** Excerpted data **
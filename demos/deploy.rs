//! 部署示例：在临时应用根目录写入队列描述，部署后通过命名树解析出 Sender 并投递一条消息。
use std::sync::Arc;

use mmg_queues::prelude::*;
use mmg_queues::transport::InProcessTransport;

#[mmg_queues::receiver]
struct OrderCreatedHandler;

#[mmg_queues::receiver]
struct JobRunner;

#[tokio::main]
async fn main() -> anyhow::Result<()> {
    tracing_subscriber::fmt()
        .with_max_level(tracing::Level::DEBUG)
        .init();

    let root = std::env::temp_dir().join(format!("mmg-queues-demo-{}", uuid::Uuid::new_v4()));
    std::fs::create_dir_all(root.join("META-INF"))?;
    std::fs::create_dir_all(root.join("WEB-INF"))?;
    std::fs::write(
        root.join("META-INF/message-queues.json"),
        serde_json::to_string_pretty(&serde_json::json!({
            "message-queues": [
                { "type": "OrderCreatedHandler", "destination": "orders/created" },
                { "type": "JobRunner", "destination": "jobs/run" }
            ]
        }))?,
    )?;
    // 缺少根元素：整个来源被跳过，其余来源照常部署
    std::fs::write(root.join("WEB-INF/message-queues.json"), r#"{"queues": []}"#)?;

    let transport = InProcessTransport::new(16);
    let manager = QueueManager::new_with_transport(
        Application::new("shop", &root)?,
        AppConfig::default(),
        Arc::new(transport.clone()),
    );
    let report = manager.initialize()?;
    tracing::info!(registered = report.registered(), failed = report.failures().count(), "deployment report");

    let mut sub = transport.subscribe("orders/created");
    let sender = manager.naming().resolve("orders/created", Some("sess-1"))?;
    sender.send(serde_json::json!({ "order": 42 })).await?;
    if let Some(msg) = sub.recv().await {
        manager.update_monitor(&msg.as_ref().clone().with_state(MessageState::Processed));
    }

    std::fs::remove_dir_all(&root)?;
    Ok(())
}
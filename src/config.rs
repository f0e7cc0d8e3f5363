use std::path::Path;

use serde::{Deserialize, Serialize};

use crate::error::Result;

/// How a second registration under an already-registered queue name is treated.
#[derive(Debug, Clone, Copy, Default, PartialEq, Eq, Serialize, Deserialize)]
#[serde(rename_all = "kebab-case")]
pub enum DuplicatePolicy {
    /// 后写覆盖（记录告警）
    #[default]
    Overwrite,
    /// 保留首次注册（记录告警，忽略后续定义）
    KeepFirst,
}

#[derive(Debug, Clone, PartialEq, Eq, Serialize, Deserialize)]
#[serde(default)]
pub struct AppConfig {
    pub queue_capacity: usize,
    pub descriptor_patterns: Vec<String>,
    pub duplicate_policy: DuplicatePolicy,
    pub strict_receivers: bool,
}

pub const APP_DEFAULT_QUEUE: usize = 1024;
pub const DEFAULT_DESCRIPTOR_PATTERNS: [&str; 2] =
    ["META-INF/message-queues.json", "WEB-INF/message-queues.json"];

impl Default for AppConfig {
    fn default() -> Self {
        Self {
            queue_capacity: APP_DEFAULT_QUEUE,
            descriptor_patterns: DEFAULT_DESCRIPTOR_PATTERNS
                .iter()
                .map(|p| p.to_string())
                .collect(),
            duplicate_policy: DuplicatePolicy::default(),
            strict_receivers: false,
        }
    }
}

impl AppConfig {
    /// Load from a JSON file; absent keys keep their defaults.
    pub fn from_json_file(path: impl AsRef<Path>) -> Result<Self> {
        let raw = std::fs::read_to_string(path.as_ref())?;
        let cfg = serde_json::from_str(&raw)?;
        Ok(cfg)
    }
}
// 配置仅在创建 QueueManager 时提供；运行期不支持修改。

** Exercise goal **
Would you write out each entry precisely as it is given?

** Solved problem **
filename demos/deploy.rs
//! 部署示例：在临时应用根目录写入队列描述，部署后通过命名树解析出 Sender 并投递一条消息。
use std::sync::Arc;

use mmg_queues::prelude::*;
use mmg_queues::transport::InProcessTransport;

#[mmg_queues::receiver]
struct OrderCreatedHandler;

#[mmg_queues::receiver]
struct JobRunner;

#[tokio::main]
async fn main() -> anyhow::Result<()> {
    tracing_subscriber::fmt()
        .with_max_level(tracing::Level::DEBUG)
        .init();

    let root = std::env::temp_dir().join(format!("mmg-queues-demo-{}", uuid::Uuid::new_v4()));
    std::fs::create_dir_all(root.join("META-INF"))?;
    std::fs::create_dir_all(root.join("WEB-INF"))?;
    std::fs::write(
        root.join("META-INF/message-queues.json"),
        serde_json::to_string_pretty(&serde_json::json!({
            "message-queues": [
                { "type": "OrderCreatedHandler", "destination": "orders/created" },
                { "type": "JobRunner", "destination": "jobs/run" }
            ]
        }))?,
    )?;
    // 缺少根元素：整个来源被跳过，其余来源照常部署
    std::fs::write(root.join("WEB-INF/message-queues.json"), r#"{"queues": []}"#)?;

    let transport = InProcessTransport::new(16);
    let manager = QueueManager::new_with_transport(
        Application::new("shop", &root)?,
        AppConfig::default(),
        Arc::new(transport.clone()),
    );
    let report = manager.initialize()?;
    tracing::info!(registered = report.registered(), failed = report.failures().count(), "deployment report");

    let mut sub = transport.subscribe("orders/created");
    let sender = manager.naming().resolve("orders/created", Some("sess-1"))?;
    sender.send(serde_json::json!({ "order": 42 })).await?;
    if let Some(msg) = sub.recv().await {
        manager.update_monitor(&msg.as_ref().clone().with_state(MessageState::Processed));
    }

    std::fs::remove_dir_all(&root)?;
    Ok(())
}
filename src/config.rs
repository f0e7cc0d8e3f5363
use std::path::Path;

use serde::{Deserialize, Serialize};

use crate::error::Result;

/// How a second registration under an already-registered queue name is treated.
#[derive(Debug, Clone, Copy, Default, PartialEq, Eq, Serialize, Deserialize)]
#[serde(rename_all = "kebab-case")]
pub enum DuplicatePolicy {
    /// 后写覆盖（记录告警）
    #[default]
    Overwrite,
    /// 保留首次注册（记录告警，忽略后续定义）
    KeepFirst,
}

#[derive(Debug, Clone, PartialEq, Eq, Serialize, Deserialize)]
#[serde(default)]
pub struct AppConfig {
    pub queue_capacity: usize,
    pub descriptor_patterns: Vec<String>,
    pub duplicate_policy: DuplicatePolicy,
    pub strict_receivers: bool,
}

pub const APP_DEFAULT_QUEUE: usize = 1024;
pub const DEFAULT_DESCRIPTOR_PATTERNS: [&str; 2] =
    ["META-INF/message-queues.json", "WEB-INF/message-queues.json"];

impl Default for AppConfig {
    fn default() -> Self {
        Self {
            queue_capacity: APP_DEFAULT_QUEUE,
            descriptor_patterns: DEFAULT_DESCRIPTOR_PATTERNS
                .iter()
                .map(|p| p.to_string())
                .collect(),
            duplicate_policy: DuplicatePolicy::default(),
            strict_receivers: false,
        }
    }
}

impl AppConfig {
    /// Load from a JSON file; absent keys keep their defaults.
    pub fn from_json_file(path: impl AsRef<Path>) -> Result<Self> {
        let raw = std::fs::read_to_string(path.as_ref())?;
        let cfg = serde_json::from_str(&raw)?;
        Ok(cfg)
    }
}
// 配置仅在创建 QueueManager 时提供；运行期不支持修改。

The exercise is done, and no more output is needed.